# Task brief
Please filter the data below down to the lines holding the string "rename".

[Saved data entries]

//! Record source error types

use std::time::Duration;

/// Errors that can occur while fetching a page from a record source.
#[derive(Debug, thiserror::Error)]
pub enum ApiError {
    /// HTTP error response from the source.
    #[error("HTTP {status}: {message}")]
    Http {
        /// HTTP status code.
        status: u16,
        /// Error message (usually the response body).
        message: String,
    },

    /// Network error during the request.
    #[error("Network error: {0}")]
    Network(#[from] reqwest::Error),

    /// Request timed out.
    #[error("Timeout after {0:?}")]
    Timeout(Duration),

    /// Invalid URL provided.
    #[error("Invalid URL: {0}")]
    InvalidUrl(String),

    /// Failed to parse the page payload.
    #[error("Response parse error: {message}")]
    Parse {
        /// Description of the parse error.
        message: String,
        /// Raw response body, if available.
        body: Option<String>,
    },
}

impl ApiError {
    /// Creates a new HTTP error.
    pub fn http(status: u16, message: impl Into<String>) -> Self {
        Self::Http {
            status,
            message: message.into(),
        }
    }

    /// Creates a new parse error.
    pub fn parse(message: impl Into<String>) -> Self {
        Self::Parse {
            message: message.into(),
            body: None,
        }
    }

    /// Creates a new parse error with the raw response body.
    pub fn parse_with_body(message: impl Into<String>, body: impl Into<String>) -> Self {
        Self::Parse {
            message: message.into(),
            body: Some(body.into()),
        }
    }

    /// Returns the HTTP status code if this is an HTTP error.
    pub fn status_code(&self) -> Option<u16> {
        match self {
            Self::Http { status, .. } => Some(*status),
            _ => None,
        }
    }

    /// Returns the raw body of a payload that failed to parse.
    pub fn body(&self) -> Option<&str> {
        match self {
            Self::Parse { body, .. } => body.as_deref(),
            _ => None,
        }
    }
}
//! Page-wide selection commands.

use log::info;
use log::warn;

use crate::error::Error;
use crate::model::Page;
use crate::model::RecordId;

use super::SelectionCount;
use super::SelectionStore;
use super::validate_count;

/// Selects every record on the page. Other pages' selections are kept.
/// Returns the ids that were newly selected.
pub fn select_all_on_page(page: &Page, store: &mut SelectionStore) -> Vec<RecordId> {
    let added = store.add(page.ids());
    info!(
        "Selected all {} records on page {} ({} new)",
        page.len(),
        page.current_page(),
        added.len()
    );
    added
}

/// Deselects every record on the page. Other pages' selections are kept.
/// Returns the ids that were deselected.
pub fn deselect_all_on_page(page: &Page, store: &mut SelectionStore) -> Vec<RecordId> {
    let removed = store.remove(page.ids());
    info!(
        "Deselected {} records on page {}",
        removed.len(),
        page.current_page()
    );
    removed
}

/// Replaces the whole selection with the first `n` records of the page.
///
/// The prior selection is discarded, including ids on other pages. If the page
/// holds fewer than `n` records, all of them are selected. Returns the number
/// of records now selected.
///
/// # Errors
///
/// [`Error::InvalidInput`] if `n < 1`; the store is left untouched.
pub fn select_first_n(page: &Page, store: &mut SelectionStore, n: i64) -> Result<usize, Error> {
    if let Err(err) = validate_count(n) {
        warn!("Rejected select-first count: {}", err);
        return Err(err.into());
    }

    let count = usize::try_from(n).unwrap_or(usize::MAX).min(page.len());
    let (_, removed) = store.replace_all(page.ids().take(count));
    info!(
        "Selected first {} records on page {}, dropped {} prior selections",
        count,
        page.current_page(),
        removed.len()
    );
    Ok(count)
}

/// Runs [`select_first_n`] with the count the user typed.
///
/// The input is cleared on success and kept on failure.
pub fn select_first_n_from(
    page: &Page,
    store: &mut SelectionStore,
    count: &mut SelectionCount,
) -> Result<usize, Error> {
    let n = match count.parse() {
        Ok(n) => n,
        Err(err) => {
            warn!("Rejected select-first count: {}", err);
            return Err(err.into());
        }
    };
    let selected = select_first_n(page, store, n)?;
    count.clear();
    Ok(selected)
}

#[cfg(test)]
mod tests {
    use super::*;
    use crate::error::ValidationError;
    use crate::selection::derived_selection;
    use crate::selection::fixtures::page_of;
    use crate::selection::fixtures::page_range;

    #[test]
    fn test_select_all_is_idempotent() {
        let page = page_of(&[1, 2, 3]);
        let mut once = SelectionStore::new();
        select_all_on_page(&page, &mut once);

        let mut twice = SelectionStore::new();
        select_all_on_page(&page, &mut twice);
        assert!(select_all_on_page(&page, &mut twice).is_empty());

        assert_eq!(once, twice);
    }

    #[test]
    fn test_select_all_commutes_across_pages() {
        let a = page_of(&[1, 2, 3]);
        let b = page_of(&[4, 5, 6]);

        let mut ab = SelectionStore::new();
        select_all_on_page(&a, &mut ab);
        select_all_on_page(&b, &mut ab);

        let mut ba = SelectionStore::new();
        select_all_on_page(&b, &mut ba);
        select_all_on_page(&a, &mut ba);

        assert_eq!(ab, ba);
        assert_eq!(ab.ids(), vec![1, 2, 3, 4, 5, 6]);
    }

    #[test]
    fn test_selection_survives_navigation() {
        let a = page_of(&[1, 2, 3]);
        let b = page_of(&[4, 5, 6]);
        let mut store = SelectionStore::new();

        select_all_on_page(&a, &mut store);
        assert!(derived_selection(&b, &store).is_empty());
        assert_eq!(derived_selection(&a, &store), a.records().to_vec());
    }

    #[test]
    fn test_deselect_all_keeps_other_pages() {
        let a = page_of(&[1, 2]);
        let b = page_of(&[3, 4]);
        let mut store = SelectionStore::new();
        select_all_on_page(&a, &mut store);
        select_all_on_page(&b, &mut store);

        assert_eq!(deselect_all_on_page(&a, &mut store), vec![1, 2]);
        assert_eq!(store.ids(), vec![3, 4]);
    }

    #[test]
    fn test_select_first_n_discards_prior_selection() {
        let page = page_of(&[5, 6, 7]);
        let mut store: SelectionStore = [100, 200].into_iter().collect();
        assert_eq!(select_first_n(&page, &mut store, 2).unwrap(), 2);
        assert_eq!(store.ids(), vec![5, 6]);
    }

    #[test]
    fn test_select_first_n_rejects_non_positive() {
        let page = page_of(&[5, 6, 7]);
        let mut store: SelectionStore = [100, 200].into_iter().collect();
        let before = store.clone();

        for n in [0, -1] {
            let err = select_first_n(&page, &mut store, n).unwrap_err();
            assert!(matches!(
                err,
                Error::InvalidInput(ValidationError::NotPositive(v)) if v == n
            ));
            assert_eq!(store, before);
        }
    }

    #[test]
    fn test_select_first_n_clamps_to_page_len() {
        let page = page_range(1, 12);
        let mut store: SelectionStore = [500].into_iter().collect();
        assert_eq!(select_first_n(&page, &mut store, 1000).unwrap(), 12);
        assert_eq!(store.ids(), (1..=12).collect::<Vec<_>>());
    }

    #[test]
    fn test_select_first_n_on_empty_page_clears() {
        let page = page_of(&[]);
        let mut store: SelectionStore = [1, 2].into_iter().collect();
        assert_eq!(select_first_n(&page, &mut store, 3).unwrap(), 0);
        assert!(store.is_empty());
    }

    #[test]
    fn test_count_input_cleared_only_on_success() {
        let page = page_of(&[5, 6, 7]);
        let mut store = SelectionStore::new();

        let mut count = SelectionCount::new();
        count.set("zero");
        assert!(select_first_n_from(&page, &mut store, &mut count).is_err());
        assert_eq!(count.raw(), Some("zero"));
        assert!(store.is_empty());

        count.set("2");
        assert_eq!(select_first_n_from(&page, &mut store, &mut count).unwrap(), 2);
        assert!(count.is_empty());
        assert_eq!(store.ids(), vec![5, 6]);
    }
}
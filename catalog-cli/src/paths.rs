//! Platform-specific directory paths.
//!
//! Uses XDG on Linux, standard locations on macOS/Windows.

use std::fs;
use std::path::Path;
use std::path::PathBuf;

use directories::ProjectDirs;

const QUALIFIER: &str = "dev";
const ORGANIZATION: &str = "catalog";
const APPLICATION: &str = "catalog";

/// Name of the log file written by the current run.
const LATEST_LOG: &str = "latest.log";

/// Maximum number of old log files to keep.
const MAX_OLD_LOGS: usize = 10;

/// Get project directories, or None if home directory cannot be determined.
fn project_dirs() -> Option<ProjectDirs> {
    ProjectDirs::from(QUALIFIER, ORGANIZATION, APPLICATION)
}

/// Get the cache directory for logs.
///
/// - Linux: `$XDG_CACHE_HOME/catalog` or `~/.cache/catalog`
/// - macOS: `~/Library/Caches/dev.catalog.catalog`
/// - Windows: `C:\Users\<User>\AppData\Local\catalog\catalog\cache`
pub fn cache_dir() -> Option<PathBuf> {
    project_dirs().map(|dirs| dirs.cache_dir().to_path_buf())
}

/// Get the path to the latest log file.
pub fn log_file() -> Option<PathBuf> {
    cache_dir().map(|dir| dir.join(LATEST_LOG))
}

/// Rotate logs: rename latest.log to timestamped name, clean up old logs.
///
/// Call this at startup before creating the new log file.
pub fn rotate_logs() {
    let Some(cache) = cache_dir() else { return };
    rotate_logs_in(&cache);
}

fn rotate_logs_in(dir: &Path) {
    let latest = dir.join(LATEST_LOG);

    if latest.exists() {
        let timestamp = chrono::Local::now().format("%Y%m%d_%H%M%S");
        let archived = dir.join(format!("{}.log", timestamp));
        let _ = fs::rename(&latest, &archived);
    }

    cleanup_old_logs(dir, MAX_OLD_LOGS);
}

/// Remove old log files, keeping only the most recent `keep`.
fn cleanup_old_logs(dir: &Path, keep: usize) {
    let Ok(entries) = fs::read_dir(dir) else { return };

    let mut logs: Vec<_> = entries
        .filter_map(|e| e.ok())
        .filter(|e| {
            let name = e.file_name();
            let name = name.to_string_lossy();
            name.ends_with(".log") && name != LATEST_LOG
        })
        .collect();

    // Oldest first
    logs.sort_by_key(|e| e.metadata().and_then(|m| m.modified()).ok());

    if logs.len() > keep {
        for entry in logs.iter().take(logs.len() - keep) {
            let _ = fs::remove_file(entry.path());
        }
    }
}

#[cfg(test)]
mod tests {
    use super::*;

    fn scratch_dir(name: &str) -> PathBuf {
        let dir = std::env::temp_dir().join(format!("catalog-paths-{}-{}", name, std::process::id()));
        let _ = fs::remove_dir_all(&dir);
        fs::create_dir_all(&dir).unwrap();
        dir
    }

    #[test]
    fn test_rotate_archives_latest() {
        let dir = scratch_dir("rotate");
        fs::write(dir.join(LATEST_LOG), "old run").unwrap();

        rotate_logs_in(&dir);

        assert!(!dir.join(LATEST_LOG).exists());
        let archived: Vec<_> = fs::read_dir(&dir).unwrap().filter_map(|e| e.ok()).collect();
        assert_eq!(archived.len(), 1);
        let _ = fs::remove_dir_all(&dir);
    }

    #[test]
    fn test_cleanup_keeps_latest_and_newest() {
        let dir = scratch_dir("cleanup");
        for i in 0..5 {
            fs::write(dir.join(format!("2024010{}_000000.log", i)), "").unwrap();
        }
        fs::write(dir.join(LATEST_LOG), "").unwrap();
        fs::write(dir.join("notes.txt"), "").unwrap();

        cleanup_old_logs(&dir, 2);

        let remaining = fs::read_dir(&dir).unwrap().filter_map(|e| e.ok()).count();
        // 2 archived logs + latest.log + notes.txt
        assert_eq!(remaining, 4);
        let _ = fs::remove_dir_all(&dir);
    }
}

# Solution for this exercise
/// Rotate logs: rename latest.log to timestamped name, clean up old logs.
        let _ = fs::rename(&latest, &archived);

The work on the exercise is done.